I used to sit on that tractor seat
with the pedals that turned the massive stone
grinding wheel he used to sharpen tools.
We both know none of that is still there
but he’s not fazed. I have to do all the talking
for us since he’s dead. He doesn’t mind.
Never was a chatterbox. We both smell the dumplings
grandma’s cooking in the kitchen. Speckles
of blood all over the grass where we sit from
that chicken after cutting his head off.
Grandpa pulls out some ‘baccy and rolls
a cigarette, tosses me the empty pouch. Once
I had a bunch of these. Great for marbles.
Grandma sewed ‘em shut after filling with beans.
Now that he’s dead, grandpa doesn’t worry
about getting caught smoking. She disapproved
most everything except praising Jesus.
He still wears that old sweated hat
and ‘spenders to hold up his loose britches.
He looks comfy, at ease in his lanky frame.

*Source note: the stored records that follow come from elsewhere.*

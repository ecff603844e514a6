//! # Key Import
//!
//! `filsign wallet import` reads one key from a file or stdin.
//!
//! ## Input Formats
//!
//! | Format | Content |
//! |--------|---------|
//! | `hex-lotus` | hex of the Lotus key JSON, as printed by `wallet export` |
//! | `json-lotus` | `{"Type": "secp256k1", "PrivateKey": "<base64>"}` |
//! | `gfc-json` | `{"KeyInfo": [{"PrivateKey": "<base64>", "SigType": 1}]}` |
//!
//! For `gfc-json` only the first entry is imported. `SigType` is 1 for
//! secp256k1 and 2 for BLS.
//!
//! The address is derived from the key, never taken from the input.

use std::io::{self, Read, Write};
use std::path::{Path, PathBuf};

use base64::Engine;
use filsign_chain::Address;
use filsign_core::SignatureType;
use filsign_crypto::{derive_address, KeyInfo, KeyVault};
use serde::Deserialize;
use zeroize::Zeroizing;

use super::ImportFormat;
use crate::cli::commands::{CommandContext, CommandError};
use crate::logging::log_security_event;

/// `filsign wallet import`.
#[derive(Debug, Clone)]
pub struct ImportCommand {
    format: ImportFormat,
    input: Option<PathBuf>,
}

impl ImportCommand {
    /// Create a new import command. `None` or `-` reads stdin.
    #[must_use]
    pub const fn new(format: ImportFormat, input: Option<PathBuf>) -> Self {
        Self { format, input }
    }

    /// Read, decode and store the key, printing its address.
    ///
    /// # Errors
    ///
    /// Returns an error if the input cannot be read or decoded, or the
    /// vault cannot be written.
    pub fn run(&self, ctx: &CommandContext) -> Result<Address, CommandError> {
        let raw = self.read_input()?;
        let vault = ctx.open_vault()?;
        self.run_with(&vault, &raw, &mut io::stdout().lock())
    }

    /// [`run`](Self::run) with the input already read.
    ///
    /// # Errors
    ///
    /// Returns an error if the input cannot be decoded or the vault cannot
    /// be written.
    pub fn run_with(
        &self,
        vault: &impl KeyVault,
        raw: &[u8],
        out: &mut impl Write,
    ) -> Result<Address, CommandError> {
        let key_info = parse_key(self.format, raw)?;
        let address = derive_address(&key_info)?;
        vault.save(&address, &key_info)?;

        log_security_event(
            "key_imported",
            &format!("address={address} type={}", key_info.key_type()),
        );
        writeln!(out, "imported key {address}")?;
        Ok(address)
    }

    fn read_input(&self) -> Result<Zeroizing<Vec<u8>>, CommandError> {
        let mut buf = Zeroizing::new(Vec::new());
        match self.input.as_deref() {
            Some(path) if path != Path::new("-") => {
                std::fs::File::open(path)?.read_to_end(&mut buf)?;
            }
            _ => {
                io::stdin().lock().read_to_end(&mut buf)?;
            }
        }
        Ok(buf)
    }
}

#[derive(Deserialize)]
struct GfcWallet {
    #[serde(rename = "KeyInfo")]
    key_info: Vec<GfcKey>,
}

#[derive(Deserialize)]
struct GfcKey {
    #[serde(rename = "PrivateKey")]
    private_key: String,
    #[serde(rename = "SigType")]
    sig_type: u8,
}

/// Decodes one key in `format`.
///
/// Surrounding whitespace is ignored.
///
/// # Errors
///
/// Returns [`CommandError::InvalidInput`] for input that does not match the
/// format.
pub fn parse_key(format: ImportFormat, raw: &[u8]) -> Result<KeyInfo, CommandError> {
    let text = std::str::from_utf8(raw)
        .map_err(|_| CommandError::InvalidInput("key input is not UTF-8".to_string()))?
        .trim();

    match format {
        ImportFormat::HexLotus => {
            let json = Zeroizing::new(
                hex::decode(text)
                    .map_err(|e| CommandError::InvalidInput(format!("invalid hex: {e}")))?,
            );
            KeyInfo::from_json(&json)
                .map_err(|e| CommandError::InvalidInput(format!("invalid key JSON: {e}")))
        }
        ImportFormat::JsonLotus => KeyInfo::from_json(text.as_bytes())
            .map_err(|e| CommandError::InvalidInput(format!("invalid key JSON: {e}"))),
        ImportFormat::GfcJson => {
            let wallet: GfcWallet = serde_json::from_str(text)
                .map_err(|e| CommandError::InvalidInput(format!("invalid GFC wallet JSON: {e}")))?;
            let first = wallet.key_info.into_iter().next().ok_or_else(|| {
                CommandError::InvalidInput("GFC wallet JSON holds no keys".to_string())
            })?;

            let sig_type = SignatureType::from_byte(first.sig_type).ok_or_else(|| {
                CommandError::InvalidInput(format!("unsupported SigType {}", first.sig_type))
            })?;
            let private_key = Zeroizing::new(
                base64::engine::general_purpose::STANDARD
                    .decode(first.private_key.as_bytes())
                    .map_err(|e| CommandError::InvalidInput(format!("invalid base64: {e}")))?,
            );
            Ok(KeyInfo::new(sig_type, private_key.as_slice()))
        }
    }
}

Born under a flag with thirty-eight stars,
died under forty-nine, but he doesn’t talk about
the past. Wish he would. So many questions
I ask but he always uses being dead as an excuse
not to answer. Makes me dig around on my own,
in archives and gravestones and stories uncovered.
“Guess I’d better mosey on back,” he says
rising, heading for the old house, fading with
each step until only this memory remains.
Leaving me holding that draw-string muslin pouch.